There was one instance when I complained to the relevant State Government Department about Patricia’s stay at a supposedly highly rated nursing home. Two young public servants made an appointment to meet with me at our home and attempted to discuss my complaint – they failed miserably but did suggest that – in response to my comment that nursing home staff did not understand illnesses such as MSA – that I should visit said nursing home and give them an insight into this illness.
My response was that that it wasn’t my job to do that and I had my time cut out looking after Patricia.
Eventually she was accepted into the Bethlehem Hospital care program. Bethlehem Hospital, to my knowledge, is the only facility in the country that offers an acceptable care service for people with neurological illnesses.
It is also my belief that there is no facility in the country that can offer people with a neurological disorder the level of care that they deserve. Bethlehem Hospital comes closest to my perceived level of care.
Whenever Patricia went into Bethlehem Hospital for respite care breaks, the volunteer Carers again continued to visit her. I never received phone calls telling me she was not being properly cared for.
As an aside – I don’t think any patients in Bethlehem Hospital even came close to receiving the number of visitors that Patricia did.
As well as respite care breaks, the hospital offered many other essential services.
The day came when I arrived to take Patricia home after a respite care break. I was taken aside by hospital management and told that they believed that I could no longer provide Patricia with the level of care that she needed and that they were recommending that she stay there permanently.
My initial reaction was negative. It was my belief that I was providing Patricia with the best possible care at home. But – I was cognisant that my live-in housekeeper cum Carer plus many of the volunteer Carers had been gently suggesting to me that the time had come to let go. They felt – God bless them – that the burden of caring was having too much of an effect on me.
It was with a very heavy heart that I agreed with the hospital.
I asked to be allowed to tell Patricia myself and they wheeled her bed into an empty room where we could be alone. I knew how much Patricia enjoyed the visits from the music therapist so I arranged for the music therapist to be available outside the room while I said what I had to say.
I will never forget that day. I told her that I still loved her but the time had come for her to remain in Bethlehem Hospital – that this was the advice of the hospital staff and was supported by many of the volunteers.
By this stage in her illness, she couldn’t talk. But this day, she showed that she hadn’t lost it all. She howled out loud like I had never heard her howl before. In retrospect, she was grieving that she would not see her lovely home again. She howled and she howled and I could not stop her. The door opened and the music therapist came in and took over. I left the room and the hospital immediately. I was shattered.

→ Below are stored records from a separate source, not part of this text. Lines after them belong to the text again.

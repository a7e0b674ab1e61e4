//! Per-take JSON report and batch bookkeeping

use crate::audio::Take;
use crate::error::Result as SplitResult;
use crate::midi::midi_note_for_freq;
use crate::segment::{NoteSegment, TakeSummary};
use crate::sink::WrittenSample;
use serde::{Deserialize, Serialize};
use std::path::Path;

/// Everything found in one take
#[derive(Debug, Clone, Serialize, Deserialize)]
pub struct TakeReport {
    pub version: String,
    pub input: String,
    pub audio_info: AudioInfo,
    pub summary: TakeSummary,
    pub segments: Vec<SegmentReport>,
    /// Noise level used for each note, in detection order
    pub noise_trajectory_db: Vec<f32>,
}

/// Audio information
#[derive(Debug, Clone, Serialize, Deserialize)]
pub struct AudioInfo {
    pub duration_seconds: f32,
    pub sample_rate: u32,
    pub channels: u16,
    pub bits_per_sample: u16,
    pub total_frames: usize,
}

/// One emitted note
#[derive(Debug, Clone, Serialize, Deserialize)]
pub struct SegmentReport {
    pub index: usize,
    /// Sample file written for the note (absent when nothing was written)
    pub file: Option<String>,
    pub trigger: usize,
    pub onset: usize,
    pub start: usize,
    pub end: usize,
    pub limit: usize,
    pub start_sec: f32,
    pub end_sec: f32,
    pub sample_duration_sec: f32,
    pub frequency_hz: f32,
    pub midi_note: Option<u8>,
    pub note_name: Option<String>,
    pub cents: Option<i32>,
    pub confident: bool,
    pub peak_db: f32,
    pub noise_db: f32,
    pub sn_ratio_db: f32,
    pub truncated: bool,
}

impl SegmentReport {
    pub fn new(segment: &NoteSegment, sample_rate: u32, file: Option<&Path>) -> Self {
        let sr = sample_rate as f32;
        let pitch = midi_note_for_freq(segment.frequency_hz);
        Self {
            index: segment.index,
            file: file.map(|p| p.display().to_string()),
            trigger: segment.trigger,
            onset: segment.onset,
            start: segment.start,
            end: segment.end,
            limit: segment.limit,
            start_sec: segment.start as f32 / sr,
            end_sec: segment.end as f32 / sr,
            sample_duration_sec: segment.limit.saturating_sub(segment.start) as f32 / sr,
            frequency_hz: segment.frequency_hz,
            midi_note: pitch.as_ref().map(|p| p.note),
            note_name: pitch.as_ref().map(|p| p.name.clone()),
            cents: pitch.as_ref().map(|p| p.cents),
            confident: segment.confident,
            peak_db: segment.peak_db,
            noise_db: segment.noise_db,
            sn_ratio_db: segment.signal_to_noise_db(),
            truncated: segment.truncated,
        }
    }
}

/// Build the report for a segmented take
pub fn build_take_report(
    input: &Path,
    take: &Take,
    summary: &TakeSummary,
    written: &[WrittenSample],
    noise_trajectory_db: &[f32],
    dry_run: bool,
) -> TakeReport {
    let spec = take.spec();
    let sr = spec.sample_rate;
    TakeReport {
        version: env!("CARGO_PKG_VERSION").to_string(),
        input: input.display().to_string(),
        audio_info: AudioInfo {
            duration_seconds: take.duration_sec(),
            sample_rate: sr,
            channels: spec.channels,
            bits_per_sample: spec.bits_per_sample,
            total_frames: take.n_frames(),
        },
        summary: summary.clone(),
        segments: written
            .iter()
            .map(|w| {
                let file = if dry_run { None } else { Some(w.path.as_path()) };
                SegmentReport::new(&w.segment, sr, file)
            })
            .collect(),
        noise_trajectory_db: noise_trajectory_db.to_vec(),
    }
}

/// Export a take report to JSON
pub fn export_report(report: &TakeReport, path: &Path) -> SplitResult<()> {
    let json = serde_json::to_string_pretty(report)?;
    std::fs::write(path, json)?;
    log::info!("Exported analysis report to {}", path.display());
    Ok(())
}

/// Outcome of one input file in a batch
#[derive(Debug, Clone, Serialize, Deserialize)]
pub struct FileOutcome {
    pub input: String,
    pub notes: usize,
    pub skipped: usize,
    pub error: Option<String>,
}

/// Running totals over a batch of takes
#[derive(Debug, Clone, Default, Serialize, Deserialize)]
pub struct BatchSummary {
    pub files: Vec<FileOutcome>,
}

impl BatchSummary {
    pub fn record_success(&mut self, input: &Path, summary: &TakeSummary) {
        self.files.push(FileOutcome {
            input: input.display().to_string(),
            notes: summary.emitted,
            skipped: summary.skipped,
            error: None,
        });
    }

    pub fn record_failure(&mut self, input: &Path, error: &dyn std::fmt::Display) {
        self.files.push(FileOutcome {
            input: input.display().to_string(),
            notes: 0,
            skipped: 0,
            error: Some(error.to_string()),
        });
    }

    pub fn total_notes(&self) -> usize {
        self.files.iter().map(|f| f.notes).sum()
    }

    pub fn failures(&self) -> usize {
        self.files.iter().filter(|f| f.error.is_some()).count()
    }

    pub fn has_failures(&self) -> bool {
        self.failures() > 0
    }

    pub fn log_summary(&self) {
        log::info!(
            "{} files, {} notes, {} failed",
            self.files.len(),
            self.total_notes(),
            self.failures()
        );
        for file in self.files.iter().filter(|f| f.error.is_some()) {
            if let Some(error) = &file.error {
                log::error!("{}: {}", file.input, error);
            }
        }
    }
}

The next day when I went to visit Patricia, I was taken aside and told that the senior staff – the neurologist et al, had spent time with Patricia that morning and reported back that she was very calm and receptive to her situation. And I found that to be the case.
I am certain that when Patricia was taken in as a permanent patient, that the staff anticipated her life expectancy was probably around three months. They didn’t know the lady because she survived for another 15 months before she finally went to her Maker.
But the day I told her she would not be going home again – was the day that the music died for me.